According to an article in “The Journal of American Medicine” (JAMA) moxibustion is found to be effective in stimulating fetal movement and in turning a breech baby. A randomized controlled trial (Francesco Cardini & Huang Weixin, 1998) found a success rate of up to 70% using this method.
Though not as effective as either method above, there are a variety of different positioning exercises that can be done to try to turn a breech baby. These exercises are what many women use when they try to turn a breech baby without an ECV.
Breech Tilt Exercise:
Start with placing a board at a 45 degree between your couch and floor. Put your back to the board, with head on the floor ( pillows help make this more comfortable ) and legs over the top. The breech-tilt should begin at 34 weeks to help baby move into a better position before labor/birth.
Extreme Knee-Chest position
While on all fours, mom should try to get her knees as close to chest/head as possible. The idea behind this is to get the hips higher than the head so that gravity will help get baby out of the pelvis, and into a more optimal position. This can be helped by playing music by the pubic bone, or having dad talk to baby near the pubic bone.
Swimming is a great way to create a zero-gravity environment for baby. Doing handstands in the water repeatedly is a good way to encourage baby to come out of the pelvis, and move into a better position.

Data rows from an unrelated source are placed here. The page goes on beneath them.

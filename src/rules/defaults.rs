//! Built-in rules, lowest priority.
use super::Rule;

/// The default rule table, highest priority first.
///
/// The catch-all `*` sends everything unclaimed to the symlink handler.
#[must_use]
pub fn default_rules() -> Vec<Rule> {
    [
        ("install.sh", "install"),
        ("Brewfile", "homebrew"),
        ("bin/", "path"),
        ("aliases.sh", "shell"),
        ("profile.sh", "shell"),
        ("login.sh", "shell"),
        ("*.profile.sh", "shell"),
        ("*", "symlink"),
    ]
    .into_iter()
    .map(|(pattern, handler)| Rule::new(pattern, handler))
    .collect()
}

What if my baby doesn’t turn? Isn’t it safer to have a c-section for breech?
This honestly depends on a number of factors. Prior to the 1970s, breech vaginal birth was normal. A cesarean was rarely done just because baby was presenting bottom first. As time progressed, the skill of a vaginal breech delivery has been almost lost. This is not a skill that is commonly taught in medical school anymore, nor is it being handed down from the older generations. There are still care providers who believe that the breech position is yet another variation of normal, and take care to offer this option to women instead of automatically turning to surgery.
Many women are presented with the options of ECV and Cesarean only. Women also need to know that they have the option to birth the baby vaginally as well. There are definite risks to a cesarean, and there are different sets of risks for the baby. In a cesarean for breech, the number of lacerations (being cut by the scalpel during the surgery) is much higher than a cesarean with a cephalic baby. Some studies (JAMES F. SMITH, 1997) show this risk being as high as 6%.
Canada has recently stopped turning to cesarean for breech. (Andrew Kotaska, 2009) They found evidence by searching multiple medical trials, studies comparing planned cesarean with planned vaginal birth, and studies comparing the long-term outcomes in breech babies born vaginally or by cesarean. They found that the risks were comparable, and women should be presented with both options.
Every woman should research all of her options and make an informed choice. Interview care providers to see how they handle breech presentation and any restrictions that might come with it. Our hope is for more women to make fewer decisions out of fear, coercion or the belief that they have no other option. Take charge of your prenatal care and always get a second opinion.